Archive for September 16th, 2017
These remains are under Kirkit Rugs, one of the ever-changing roster of tourist-oriented businesses that have inhabited this building for the past few decades. The previous incarnation, Sedir Carpets, has some spectacularly bad online reviews. The current proprieter is accustomed to people coming in and wanting to look at the mosaics and vault.
As with so many underground bits between the Hippodrome and the Marmara, nobody knows what this particular building (41.004668, 28.979834) was. It is in a basement area of the great jigsaw puzzle that remains of the Grand Palace. The presence of an ayazma and the fresco of the Hodegetria provide evidence that this building once served a religious function. The site was excavated by a team from Istanbul Archaeological Museum in 1997 – 98.
One descends a flight of stairs to a travel company with an entrance from Amiral Tafdil Sokak. Here, someone will point out an iron door and let you through if it has not already been opened. Alternatively, you may see some Byzantine wall fragments if you open a door that leads you outside to the north of the building.
After some more steps down, one reaches a room where some wall fragments have been preserved and where most of the floor is covered with an illuminated glass covering. This protects an expanse of mosaic floor which may or may not be associated with the vaulted ayazma below.
From the mosaic, another flight of stairs leads down to the single vault. This structure, with blind arches at each end, was once covered with fresco, most of which is gone. This site does not seem to follow the usual rule of layers going from oldest at the bottom to more recent as ground level is approached. The recessed brick technique in the vault is similar to that used in the churches of the Pantocrator and the Church of the Panagia Krina (Chios). This is a strong clue that the vault dates from the 11th or 12th century. Oddly, the technique of the mosaic floor stems from the 5th century, when the large, palatial rooms of the Great Palace were built. The vaults beneath these appear to be 600 years younger and have a floor level about four metres lower.
It appears that before the excavation in the late 1990s, the vault was something of a midden. The picture below shows layers of sheep bones and mussel shells.
The vault was clearly once covered in fresco decoration. Now it is very hard to see any detail at all.
What distinguishes this vault from many similar structures in subterranean Cankurtaran is the ayazma (Hagiasma) or sacred fountain .
It consists of a narrow channel flowing through the foundation and finishing with a pool housed in a barrel vault only about a metre high. There is an irregularly shaped, plain slice of marble partially covering the entrance.

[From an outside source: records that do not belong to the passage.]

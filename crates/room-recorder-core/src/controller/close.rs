//! Completion handling for a single job.

use crate::{
    capture::{CaptureClosed, CaptureHooks},
    controller::session_controller::ControllerInner,
    protocol::{JobKind, TaskRequest, TaskResponse},
    registry::RegistryKey,
};

use std::{
    io::ErrorKind,
    sync::{Arc, Weak},
};

use async_trait::async_trait;
use tracing::{debug, error, info, instrument};
use uuid::Uuid;

/// Hooks handed to one job's capture. Holds the controller weakly.
pub(crate) struct JobHooks {
    pub(crate) controller: Weak<ControllerInner>,
    pub(crate) job_id: Uuid,
    pub(crate) request: Arc<TaskRequest>,
}

#[async_trait]
impl CaptureHooks for JobHooks {
    async fn on_started(&self) {
        if let Some(controller) = self.controller.upgrade() {
            controller.on_started(&self.request).await;
        }
    }

    async fn on_closed(&self, closed: CaptureClosed) {
        match self.controller.upgrade() {
            Some(controller) => controller.on_closed(self.job_id, &self.request, closed).await,
            None => debug!(job_id = %self.job_id, "Controller dropped before capture closed"),
        }
    }
}

impl ControllerInner {
    #[instrument(skip(self, req), fields(room_table_id = req.room_table_id, task = %req.task()))]
    async fn on_started(&self, req: &TaskRequest) {
        info!(room_id = %req.room_id, "Capture started");

        let response = TaskResponse::started(req);
        if let Err(e) = self.reporter.report(&response).await {
            error!(error = %e, "Failed to report started job");
        }
    }

    #[instrument(
        skip(self, req, closed),
        fields(room_table_id = req.room_table_id, task = %req.task())
    )]
    async fn on_closed(&self, job_id: Uuid, req: &Arc<TaskRequest>, closed: CaptureClosed) {
        info!(room_id = %req.room_id, error = ?closed.error, "Capture closed");

        // Covers crashes; a stop request has usually removed the entry already.
        self.registry.delete_job(&RegistryKey::for_request(req), job_id);

        if let Err(e) = self.progress.update(false).await {
            error!(error = %e, "Failed to decrement progress counter");
        }

        let response = TaskResponse::ended(req, closed.error.as_deref());
        if let Err(e) = self.reporter.report(&response).await {
            error!(error = %e, "Failed to report ended job");
        }

        if req.task() != JobKind::StartRecording {
            return;
        }
        let Some(output) = closed.output else {
            return;
        };

        let path = output.path();
        match tokio::fs::metadata(&path).await {
            Err(e) => {
                // A failed capture usually never wrote its file.
                if !(e.kind() == ErrorKind::NotFound && closed.error.is_some()) {
                    error!(path = ?path, error = %e, "Failed to inspect recording output");
                }
            }
            Ok(metadata) if metadata.len() == 0 => {
                error!(path = ?path, "Skipping post-processing of empty recording");
            }
            Ok(_) => {
                let post_processor = self.post_processor.clone();
                let req = Arc::clone(req);
                tokio::spawn(async move {
                    post_processor
                        .run(&req, &output.dir, &output.file_name)
                        .await;
                });
            }
        }
    }
}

The real treasure is only seen by peering into the darkness past that slab of marble. Above the channel is a lunette with a painted icon of the Theotokos with Christ Child. A partially legible Greek inscription forms an arch at the top of the fresco.
The iconography seems to resist interpretation. Some see this painting as a representation of the Panagia Hodegetria (‘She who shows the way’) with the Holy Mother holding the child and pointing to him as the way forward to salvation for all of humankind. This has led some to suggest that the vault was the site of the Monastery of Hodegetria, a location that most evidence points to as being some distance to the north-east. Others interpret the picture as evidence that this was the spring of Zoodochos Pege. This seems almost certain to be in the well-known Balikli Monastery outside the Theodosian walls near Silivrikapi. A member of the team who excavated the building suggested that this vault was part of the foundation of the famous Nea Ekklesia but the brickwork seems to be from much later than that church’s building date. It seems likely that this was an undistinguished chapel built over a little spring that surfaced in someone’s basement during the Latin occupation, or perhaps soon afterwards.
To place this vault in context, it lies not 200 metres from the major foundations associated with the Grand Palace. One of them, beneath the Palatium Restaurant (41.006248, 28.980492) is labelled as Senate House, part of Magnaura Palace. The other, beneath a car park a few metres east of the Mosaic Museum (41.004061, 28.978048) needs some subterfuge to enter.
The extent of these two sites, combined with the many other vaults and cisterns beneath almost every building in the district, shows that the below ground parts of the Grand Palace were gigantic and that large swathes of the palace are still worth exploring. Our vault beneath the carpet shop may just be a tiny chapel in an enormous, continuous block of subterranean Constantinople.
Denker, A. et al. (2015) Exhibition Catalogue. Hayat Kısa, Sanat Uzun: Bizans’ta Şifa Sanatı (Life Is Short, Art Long: The Art of Healing in Byzantium) Suna ve İnan Kıraç Vakfı Pera Müzesi. Page 71.